Zoom is under fire because their new terms and conditions suggest that data subjects cannot choose whether or not their data is processed by the AI systems used by Zoom. In this blog, we will explore this issue and discuss what implications it may have for Zoom.

What did Zoom’s terms and conditions say?

In March 2023, Zoom added new clauses in its terms and conditions regarding consent to use customer data for things like AI model training. What caused controversy was the following rule included in these clauses:

“Notwithstanding the above, Zoom will not use audio, video or chat Customer content to train our artificial models without your consent.

This sentence suggests that users who enter into a contractual agreement with Zoom undertake to grant Zoom a very extensive right to process his/her personal data.

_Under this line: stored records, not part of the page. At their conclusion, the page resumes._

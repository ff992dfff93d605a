//! JSONL file writer for query transcripts.
//!
//! Each [`ConversationEvent`] becomes one JSON line carrying its fields plus
//! `type` and `timestamp`. The file is opened for append so transcripts
//! accumulate across sessions.

use demeter_application::ports::conversation_logger::{ConversationEvent, ConversationLogger};
use serde_json::Value;
use std::fs::{File, OpenOptions};
use std::io::{BufWriter, Write};
use std::path::{Path, PathBuf};
use std::sync::Mutex;
use tracing::warn;

/// Transcript logger writing one JSON object per line.
///
/// Thread-safe via `Mutex<BufWriter<File>>`; flushes after every event.
pub struct JsonlConversationLogger {
    writer: Mutex<BufWriter<File>>,
    path: PathBuf,
}

impl JsonlConversationLogger {
    /// Open (or create) the transcript at `path`, creating parent directories.
    ///
    /// Returns `None` when the file cannot be opened; the pipeline then runs
    /// without a transcript.
    pub fn new(path: impl AsRef<Path>) -> Option<Self> {
        let path = path.as_ref();

        if let Some(parent) = path.parent()
            && !parent.as_os_str().is_empty()
            && let Err(e) = std::fs::create_dir_all(parent)
        {
            warn!(
                "Could not create transcript directory {}: {}",
                parent.display(),
                e
            );
            return None;
        }

        let file = match OpenOptions::new().create(true).append(true).open(path) {
            Ok(f) => f,
            Err(e) => {
                warn!("Could not open transcript {}: {}", path.display(), e);
                return None;
            }
        };

        Some(Self {
            writer: Mutex::new(BufWriter::new(file)),
            path: path.to_path_buf(),
        })
    }

    pub fn path(&self) -> &Path {
        &self.path
    }
}

fn record(event: ConversationEvent) -> Value {
    let timestamp = chrono::Utc::now().to_rfc3339_opts(chrono::SecondsFormat::Millis, true);
    match event.payload {
        Value::Object(mut map) => {
            map.insert("type".to_string(), Value::String(event.event_type.to_string()));
            map.insert("timestamp".to_string(), Value::String(timestamp));
            Value::Object(map)
        }
        other => serde_json::json!({
            "type": event.event_type,
            "timestamp": timestamp,
            "data": other,
        }),
    }
}

impl ConversationLogger for JsonlConversationLogger {
    fn log(&self, event: ConversationEvent) {
        let Ok(line) = serde_json::to_string(&record(event)) else {
            return;
        };
        if let Ok(mut writer) = self.writer.lock() {
            if let Err(e) = writeln!(writer, "{}", line).and_then(|_| writer.flush()) {
                warn!("Transcript write to {} failed: {}", self.path.display(), e);
            }
        }
    }
}

impl Drop for JsonlConversationLogger {
    fn drop(&mut self) {
        if let Ok(mut writer) = self.writer.lock() {
            let _ = writer.flush();
        }
    }
}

Zoom reserves through these new clauses a laundry list of rights with respect to Customer Data, including (but not limited to) publishing, sharing, redistributing, displaying and creating derivative works with such data. Zoom also grants itself a “perpetual, worldwide, non-exclusive, royalty-free” license to use customer data in seemingly any way it sees fit.

This very clearly goes against all possible privacy-related legal requirements that Zoom would have to meet to be applicable in the EU.

Zoom’s AI data collection and the GDPR

This could put Zoom in trouble under EU privacy rules, both under the terms of the GDPR and the ePrivacy Directive.

It’s pretty clear that this way Zoom does not meet the GDPR requirement that data subjects must give opt-in consent for this level of processing of their personal data.

ePrivacy Directive

The ePrivacy Directive can potentially be invoked by any individual EU country on the basis of eavesdropping, as the end user must consent to the way data is intercepted by third parties through the company’s AI data collection.

Previously, ePrivacy focused only on traditional telecom services, however, the law was amended in late 2020 through the European Electronic Communications Code to extend the confidentiality obligation to so-called over-the-top services such as Zoom.

Article 5 of this Directive provides that the interception, storage or other forms of interception or surveillance of communications and related traffic data by persons other than users is prohibited without the consent of the users concerned. This provision seems highly relevant in the present case.

AI systems

Response from Zoom

These new terms and conditions drew a great deal of criticism and increasing complaints from customers. In response, Zoom recently made a small change to its General Terms and Conditions.

Indeed, Zoom now says it will not use audio, video or chat customer content as part of its AI data collection without user consent. It has published a further update on its blog with elements such as sticky notes, whiteboards, comments and calendars. However, this does not mean that all problems are solved.

Service Generated Data

However, Zoom still gives itself similar unfettered access to what is called “Service Generated Data.” In addition to telemetry and diagnostic information, this data category includes “product usage data” and “similar content or data” that could still very well apply to user uploads. This means that essentially nothing has changed.

Even if an opt-in system is provided, Zoom will reserve the right to execute this opt-in on behalf of each participant. Individuals would not have the ability to unsubscribe themselves or their own contributions to any collaboration already approved by a Zoom administrator.


Zoom has been sued several times in the past for data privacy issues and fraudulent marketing practices. For example, Zoom was already fined in 2021 after it shared user data with LinkedIn, Facebook and Google without consent or notice.

As for possible GDPR action against Zoom for their AI data collection practices, no actions have yet been taken. There is also some general confusion about exactly how that would play out. Zoom actually has an EU office in the Netherlands, but the Dutch data protection authority says it is not registered as a lead regulator. If the company does not have an EU office that meets the standard for a data controller, penalties may be imposed. One thing is certain, if Zoom does not take urgent steps, the Data Protection Authorities will undoubtedly be able to impose large fines on Zoom should a case be opened against them around their AI data collection practices.